Boxplot showing stromal tumor-infiltrating lymphocytes (sTILs) levels in pretreatment tumor biopsies of patients enrolled in arms A and B. The actual median level of sTILs was 7.5% for all enrolled patients, with no difference between the two study arms.

Figure 3.

Figure 3

Significant changes in stromal tumor-infiltrating lymphocytes (sTILs) from pretreatment tumor biopsy to postneoadjuvant residual disease in matched paired samples (by study arm). (A) Total sTILs. (B) CD8+ T cells. (C) CD4+ FoxP3+ regulatory T cells (Tregs). (D) PD-1+ sTILs and PD-L1+ cells (tumor, lymphocytes and macrophages; combined positive score (CPS) score ≥1%).

Figure 4.

Figure 4

Matrix showing Kendall’s correlation coefficients for all the possible pairs of tumor-infiltrating lymphocyte immunophenotypes in pretreatment tumor biopsies and postneoadjuvant residual diseases, by study arm.

Figure 5.

Figure 5

Boxplots showing pretreatment stromal tumor-infiltrating lymphocyte (sTIL) levels in pathological complete response (pCR) versus non-pCR patients. (A), All enrolled patients. (B), By study arm.

Supplementary data

jitc-2023-007667supp002.pdf (222.7KB, pdf)

Discussion

The Immun-HER trial is a multicenter randomized phase II study evaluating host immune response variations to either intravenous (arm A) or SC (arm B) trastuzumab in combination with pertuzumab and chemotherapy as neoadjuvant therapy of patients with HER2-positive BC. The primary endpoint hypothesis of the study was formally not satisfied in arm A, while it was achieved in arm B. To fulfill the statistical hypothesis, at least 4 patients with high sTILs in residual disease would have been required out of a total of 15 residual diseases, by arm. Only three postneoadjuvant residual tumors (27%) showed high sTILs in arm A, while six ones (46%) expressed high sTILs in arm B, thus suggesting that SC trastuzumab may exert a relevant enrichment of sTILs in post-treatment HER2-positive residual disease. However, the interpretation of these findings is limited by the lower-than-expected number of patients with residual disease observed (11 and 13 in arm A and arm B, respectively). A distinct shift in the tumor immune microenvironment and some remarkable correlations between subsets of sTILs was also observed in each study arm. The trial showed relevant pCR rates of 64.5% and 59.4% in arms A and B, respectively. AEs were in line with the known safety profiles of the treatments administered.

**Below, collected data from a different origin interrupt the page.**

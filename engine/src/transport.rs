//! The wire boundary. Transports deliver pre-decoded frames over boxed
//! streams; heights are never carried on the wire, the sync layer derives
//! them from its own position tracking. Dropping a stream cancels the
//! underlying server-side subscription.

use std::pin::Pin;

use futures::Stream;
use tokio::sync::oneshot;

use crate::types::{Address, BlockHeader, BlockHeight};

/// Error surfaced by a transport stream.
#[derive(Debug, thiserror::Error)]
pub enum StreamError {
	/// The subscription was cancelled, by either end. Absorbed by the sync
	/// layer: never retried, never surfaced.
	#[error("stream cancelled")]
	Cancelled,
	/// Any other transport failure. Candidate for retry.
	#[error(transparent)]
	Transport(#[from] anyhow::Error),
}

pub type BoxHeaderStream =
	Pin<Box<dyn Stream<Item = Result<Vec<BlockHeader>, StreamError>> + Send>>;

/// Subscription arguments a continuous stream resumes with after a
/// transparent reconnect.
#[derive(Debug, Clone, Copy, PartialEq, Eq)]
pub struct ResumeArgs {
	pub from_height: BlockHeight,
	/// Always 0 for continuous subscriptions.
	pub count: u32,
}

/// Handed out by a continuous stream immediately before it transparently
/// reconnects; the subscriber answers with the arguments the new
/// subscription should use. Dropping the handle reconnects with the
/// original arguments.
#[derive(Debug)]
pub struct ResumeHandle {
	sender: oneshot::Sender<ResumeArgs>,
}

impl ResumeHandle {
	pub fn new() -> (Self, oneshot::Receiver<ResumeArgs>) {
		let (sender, receiver) = oneshot::channel();
		(Self { sender }, receiver)
	}

	pub fn resume_from(self, args: ResumeArgs) {
		let _result = self.sender.send(args);
	}
}

/// Frame of a continuous header subscription.
#[derive(Debug)]
pub enum ContinuousEvent {
	Headers(Vec<BlockHeader>),
	/// The transport is about to reconnect and invites the subscriber to
	/// amend the subscription arguments first.
	BeforeReconnect(ResumeHandle),
}

pub type BoxContinuousStream =
	Pin<Box<dyn Stream<Item = Result<ContinuousEvent, StreamError>> + Send>>;

/// Frame of a filtered transaction subscription: raw transactions matched by
/// the server-side bloom filter, interleaved with the merkle blocks proving
/// their inclusion.
#[derive(Debug, Clone)]
pub enum TransactionsFrame {
	RawTransactions(Vec<Vec<u8>>),
	RawMerkleBlock(Vec<u8>),
}

pub type BoxTransactionsStream =
	Pin<Box<dyn Stream<Item = Result<TransactionsFrame, StreamError>> + Send>>;

/// Opens block header subscriptions against the backing node fleet.
#[cfg_attr(test, mockall::automock)]
#[async_trait::async_trait]
pub trait HeaderStreamApi: Send + Sync + 'static {
	async fn open_historical(
		&self,
		from_height: BlockHeight,
		count: u32,
	) -> anyhow::Result<BoxHeaderStream>;

	async fn open_continuous(&self, from_height: BlockHeight)
		-> anyhow::Result<BoxContinuousStream>;
}

/// Opens filtered transaction subscriptions. The address set becomes the
/// server-side bloom filter. `count == 0` keeps the subscription open for
/// newly mined blocks.
#[cfg_attr(test, mockall::automock)]
#[async_trait::async_trait]
pub trait TransactionStreamApi: Send + Sync + 'static {
	async fn open_transactions(
		&self,
		addresses: Vec<Address>,
		from_height: BlockHeight,
		count: u32,
	) -> anyhow::Result<BoxTransactionsStream>;
}
//! Block header synchronisation: parallel historical reads and the
//! continuous subscription ([`reader`]), coordinated with the SPV chain
//! validator ([`provider`]).

pub mod partition;
pub mod provider;
pub mod reader;

use std::time::Duration;

use tokio::sync::oneshot;

use crate::{
	constants::{
		DEFAULT_MAX_PARALLEL_STREAMS, DEFAULT_MAX_RETRIES, DEFAULT_STREAM_RETRY_DELAY,
		DEFAULT_TARGET_BATCH_SIZE,
	},
	types::{BlockHeader, BlockHeight},
};

#[derive(Debug, Clone)]
pub struct ReaderOptions {
	/// Transient failures tolerated per sub-stream, not per run.
	pub max_retries: u32,
	pub max_parallel_streams: u32,
	pub target_batch_size: u32,
	/// Base delay before the first retry of a failed sub-stream.
	pub retry_delay: Duration,
}

impl Default for ReaderOptions {
	fn default() -> Self {
		Self {
			max_retries: DEFAULT_MAX_RETRIES,
			max_parallel_streams: DEFAULT_MAX_PARALLEL_STREAMS,
			target_batch_size: DEFAULT_TARGET_BATCH_SIZE,
			retry_delay: DEFAULT_STREAM_RETRY_DELAY,
		}
	}
}

/// A contiguous run of headers whose first element sits at `head_height`.
#[derive(Debug, Clone, PartialEq, Eq)]
pub struct HeaderBatch {
	pub headers: Vec<BlockHeader>,
	pub head_height: BlockHeight,
}

/// One-shot rejection capability handed out with every [`HeaderBatch`].
///
/// Dropping the handle accepts the batch and the delivering stream moves on.
/// `reject` destroys the delivering stream with the given error; the covered
/// range is then re-fetched through the retry machinery. The reader does not
/// process further frames from that stream until the handle is consumed or
/// dropped.
#[derive(Debug)]
pub struct RejectHandle {
	sender: oneshot::Sender<anyhow::Error>,
}

impl RejectHandle {
	pub(crate) fn new() -> (Self, oneshot::Receiver<anyhow::Error>) {
		let (sender, receiver) = oneshot::channel();
		(Self { sender }, receiver)
	}

	pub fn reject(self, error: anyhow::Error) {
		let _result = self.sender.send(error);
	}
}

/// Events emitted by [`reader::BlockHeadersReader`] towards its consumer.
#[derive(Debug)]
pub enum ReaderEvent {
	/// A header batch from one of the underlying streams. Between
	/// sub-streams no ordering is guaranteed; within one sub-stream head
	/// heights strictly increase.
	Batch(HeaderBatch, RejectHandle),
	/// Every historical sub-stream ended cleanly; fired exactly once per
	/// successful `read_historical` run.
	HistoricalDataObtained,
	/// Terminal failure of the current run. All streams are torn down
	/// before this fires.
	Error(anyhow::Error),
}

#[derive(Debug, thiserror::Error)]
pub enum ReaderError {
	#[error("from_height must be at least 1")]
	InvalidHeight,
	#[error("invalid header range: to_height {to_height} is below from_height {from_height}")]
	InvalidRange { from_height: BlockHeight, to_height: BlockHeight },
	#[error("a read is already in progress")]
	AlreadyRunning,
	#[error("failed to open stream: {0}")]
	Open(anyhow::Error),
	#[error("the reader task has shut down")]
	Shutdown,
}
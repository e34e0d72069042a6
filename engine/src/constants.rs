use std::time::Duration;

/// Preferred number of headers served by a single historical sub-stream.
pub const DEFAULT_TARGET_BATCH_SIZE: u32 = 50_000;

/// Hard cap on concurrently open historical sub-streams.
pub const DEFAULT_MAX_PARALLEL_STREAMS: u32 = 6;

/// Transient transport failures tolerated per sub-stream before the run is
/// failed.
pub const DEFAULT_MAX_RETRIES: u32 = 10;

/// Base delay before the first retry of a failed sub-stream. Doubles on each
/// subsequent attempt, see [`crate::backoff`].
pub const DEFAULT_STREAM_RETRY_DELAY: Duration = Duration::from_millis(500);

/// Buffer size of the reader event channel. Batches are individually
/// acknowledged, so this only needs to absorb lifecycle events.
pub const READER_EVENT_BUFFER: usize = 16;

/// Buffer size of the provider's consumer-facing broadcast channel.
pub const PROVIDER_EVENT_BUFFER: usize = 16;
//! The historical plan: how a height range is split into parallel
//! sub-streams, and the per-sub-stream progress bookkeeping.

use core::cmp::min;

use crate::types::BlockHeight;

use super::ReaderError;

/// One contiguous slice of a historical read.
///
/// `next_height` is both the head height of the next batch this slice will
/// emit and the height a replacement stream resumes from after a transient
/// failure. It only advances once a batch has been accepted.
#[derive(Debug, Clone, PartialEq, Eq)]
pub struct SubStream {
	pub from_height: BlockHeight,
	pub next_height: BlockHeight,
	pub remaining_count: u32,
	pub retries_left: u32,
}

impl SubStream {
	pub fn new(from_height: BlockHeight, count: u32, max_retries: u32) -> Self {
		Self { from_height, next_height: from_height, remaining_count: count, retries_left: max_retries }
	}

	pub fn advance(&mut self, delivered: u32) {
		self.next_height += delivered;
		self.remaining_count = self.remaining_count.saturating_sub(delivered);
	}
}

// A range within 1.4x of the target batch size is not worth splitting.
const SINGLE_STREAM_FACTOR_TENTHS: u64 = 14;

/// Split `[from_height, to_height]` into at most `max_parallel_streams`
/// contiguous slices of roughly `target_batch_size` headers each. The final
/// slice absorbs the remainder. The union of the slices covers the range
/// exactly once.
pub fn partition(
	from_height: BlockHeight,
	to_height: BlockHeight,
	target_batch_size: u32,
	max_parallel_streams: u32,
	max_retries: u32,
) -> Result<Vec<SubStream>, ReaderError> {
	if from_height < 1 {
		return Err(ReaderError::InvalidHeight)
	}
	if to_height < from_height {
		return Err(ReaderError::InvalidRange { from_height, to_height })
	}

	let total = u64::from(to_height) - u64::from(from_height) + 1;
	let target = u64::from(target_batch_size).max(1);

	if total * 10 <= target * SINGLE_STREAM_FACTOR_TENTHS {
		return Ok(vec![SubStream::new(from_height, total as u32, max_retries)])
	}

	// Round half-up to the nearest whole number of target-sized streams,
	// then cap by the allowed parallelism.
	let num_streams =
		min((total + target / 2) / target, u64::from(max_parallel_streams)).max(1);
	let per = total.div_ceil(num_streams);

	let mut slices = Vec::with_capacity(num_streams as usize);
	let mut next_height = u64::from(from_height);
	let mut remaining = total;
	while (slices.len() as u64) + 1 < num_streams && remaining > per {
		slices.push(SubStream::new(next_height as BlockHeight, per as u32, max_retries));
		next_height += per;
		remaining -= per;
	}
	slices.push(SubStream::new(next_height as BlockHeight, remaining as u32, max_retries));

	Ok(slices)
}
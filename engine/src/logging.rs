use tracing_subscriber::EnvFilter;

/// Install the process-wide JSON logger. Filter directives are read from
/// `RUST_LOG`. Call once, from the embedding harness.
pub fn init_json_logger() {
	tracing_subscriber::fmt()
		.json()
		.with_env_filter(EnvFilter::from_default_env())
		.init();
}
pub mod retry;

pub use retry::{retry_on_transient, IsTransient, RetryConfig, RetryResult};
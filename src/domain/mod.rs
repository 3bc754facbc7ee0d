// ============================================================================
// Domain Layer - Business Logic
// ============================================================================
//
// Each domain has its own subdirectory with:
// - Value objects
// - Errors
// - Aggregate / entity implementation
// - Service (validates, then persists through a repository)
//
// The order domain is the core: pricing, catalog cross-checks and the
// status state machine. Catalog and user domains are plain CRUD with
// field validation.
//
// ============================================================================

pub mod catalog;
pub mod order;
pub mod user;

use rust_decimal::Decimal;
use std::fmt;

/// Largest amount a `NUMERIC(12, 2)` column holds (9999999999.99)
pub const MAX_AMOUNT: Decimal = Decimal::from_parts(3_567_587_327, 232, 0, false, 2);

/// Decimal places kept for every stored amount
pub const AMOUNT_SCALE: u32 = 2;

/// Structured error category shared by all domain errors.
///
/// Callers branch on the kind instead of parsing messages; the transport
/// layer maps each kind to a response class.
#[derive(Debug, Clone, Copy, PartialEq, Eq)]
pub enum ErrorKind {
    /// A referenced record does not exist
    NotFound,
    /// A business rule was violated
    Validation,
    /// The record clashes with an existing one (e.g. duplicate e-mail)
    Conflict,
    /// Credentials were rejected
    Unauthorized,
    /// The storage layer failed
    Repository,
    /// Any other server-side failure (hashing, token signing)
    Internal,
}

impl ErrorKind {
    pub fn as_str(&self) -> &'static str {
        match self {
            ErrorKind::NotFound => "not_found",
            ErrorKind::Validation => "validation",
            ErrorKind::Conflict => "conflict",
            ErrorKind::Unauthorized => "unauthorized",
            ErrorKind::Repository => "repository",
            ErrorKind::Internal => "internal",
        }
    }
}

impl fmt::Display for ErrorKind {
    fn fmt(&self, f: &mut fmt::Formatter<'_>) -> fmt::Result {
        f.write_str(self.as_str())
    }
}
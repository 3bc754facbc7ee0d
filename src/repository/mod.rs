// ============================================================================
// Repository Layer - Persistence Abstractions
// ============================================================================
//
// Business logic talks to storage only through these traits. Two backends
// implement all three:
// - InMemoryStore   - HashMaps behind RwLocks (tests, local runs)
// - PostgresStore   - sqlx connection pool
//
// Lookups return Ok(None) for absent records; Err is reserved for storage
// failures.
//
// ============================================================================

mod in_memory;
mod postgres;

pub use in_memory::InMemoryStore;
pub use postgres::PostgresStore;

use async_trait::async_trait;
use uuid::Uuid;

use crate::domain::catalog::{Dish, DishDraft, Restaurant, RestaurantFilter, RestaurantProfile};
use crate::domain::order::{NewOrder, Order, OrderStatus};
use crate::domain::user::{NewUser, User};
use crate::utils::IsTransient;

#[derive(Debug, thiserror::Error)]
pub enum RepositoryError {
    #[error("Database error: {0}")]
    Database(#[from] sqlx::Error),

    #[error("Unique constraint violated: {0}")]
    UniqueViolation(String),

    #[error("Corrupt record: {0}")]
    Corrupt(String),

    #[error("Storage unavailable: {0}")]
    Unavailable(String),
}

pub type RepositoryResult<T> = Result<T, RepositoryError>;

impl IsTransient for RepositoryError {
    fn is_transient(&self) -> bool {
        match self {
            RepositoryError::Database(e) => matches!(
                e,
                sqlx::Error::Io(_) | sqlx::Error::PoolTimedOut | sqlx::Error::WorkerCrashed
            ),
            RepositoryError::Unavailable(_) => true,
            RepositoryError::UniqueViolation(_) | RepositoryError::Corrupt(_) => false,
        }
    }
}

#[async_trait]
pub trait CatalogRepository: Send + Sync {
    async fn get_restaurant(&self, id: Uuid) -> RepositoryResult<Option<Restaurant>>;

    async fn list_restaurants(&self, filter: &RestaurantFilter) -> RepositoryResult<Vec<Restaurant>>;

    async fn create_restaurant(&self, profile: RestaurantProfile) -> RepositoryResult<Restaurant>;

    /// Returns `None` when the restaurant does not exist
    async fn update_restaurant(
        &self,
        id: Uuid,
        profile: RestaurantProfile,
    ) -> RepositoryResult<Option<Restaurant>>;

    /// Returns `false` when nothing was deleted
    async fn delete_restaurant(&self, id: Uuid) -> RepositoryResult<bool>;

    async fn get_dish(&self, id: Uuid) -> RepositoryResult<Option<Dish>>;

    async fn list_dishes(&self, restaurant_id: Uuid) -> RepositoryResult<Vec<Dish>>;

    async fn create_dish(&self, restaurant_id: Uuid, draft: DishDraft) -> RepositoryResult<Dish>;

    /// Full replace of the stored dish; `None` when it does not exist
    async fn update_dish(&self, dish: Dish) -> RepositoryResult<Option<Dish>>;

    async fn delete_dish(&self, id: Uuid) -> RepositoryResult<bool>;
}

#[async_trait]
pub trait OrderRepository: Send + Sync {
    /// Store a new order; the repository assigns id and timestamps
    async fn create(&self, order: NewOrder) -> RepositoryResult<Order>;

    async fn get_by_id(&self, id: Uuid) -> RepositoryResult<Option<Order>>;

    async fn get_by_user_id(&self, user_id: Uuid) -> RepositoryResult<Vec<Order>>;

    async fn get_all(&self) -> RepositoryResult<Vec<Order>>;

    /// Replace the order row and all of its items. `created_at` is kept,
    /// `updated_at` refreshed. `None` when the order does not exist.
    async fn update(&self, order: Order) -> RepositoryResult<Option<Order>>;

    /// Change only the status column. `false` when the order does not exist.
    async fn update_status(&self, id: Uuid, status: OrderStatus) -> RepositoryResult<bool>;

    /// Remove the order and its items
    async fn delete(&self, id: Uuid) -> RepositoryResult<bool>;
}

#[async_trait]
pub trait UserRepository: Send + Sync {
    /// Fails with `UniqueViolation` when the e-mail is taken
    async fn create(&self, user: NewUser) -> RepositoryResult<User>;

    async fn get_by_id(&self, id: Uuid) -> RepositoryResult<Option<User>>;

    async fn get_by_email(&self, email: &str) -> RepositoryResult<Option<User>>;

    async fn update(&self, user: User) -> RepositoryResult<Option<User>>;

    async fn delete(&self, id: Uuid) -> RepositoryResult<bool>;
}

The phase III Hannah trial confirmed the comparable efficacy and tolerability of SC and intravenous trastuzumab and highlighted the validity of SC trastuzumab as an alternative administration route for patients with early-stage HER2-positive BC.10 11 In that trial, SC trastuzumab was more immunogenic than intravenous trastuzumab: 6.8% of the patients in the SC group showed non-neutralizing antitrastuzumab antibodies versus the rate of 3.4% observed in the intravenous group.10 Interestingly, the higher presence of antitrastuzumab antibodies with SC trastuzumab did not increase but rather reduced the occurrence of infusion-related AEs.10 12 These findings may be related to the development of specific immune responses, such as IgE-to-IgG class switching, after administration of SC trastuzumab.13 It is also interesting to note that the efficient lymphatic transfer of trastuzumab via the SC route may improve anticancer effect against lymph-metastasizing cells.12 Opsonization of HER2-positive cancer cells with trastuzumab enhances uptake of HER2 by dendritic cells, thus inducing specific, and clinically relevant, T-cell adaptive response.2 23–26 In our study, CD8+ T cells significantly increased in post-treatment residual tumors of both arms. To the contrary, CD4+ FoxP3+ Tregs, which are involved in the control of immune tolerance by limiting immune activation, significantly decreased only after administration of SC trastuzumab.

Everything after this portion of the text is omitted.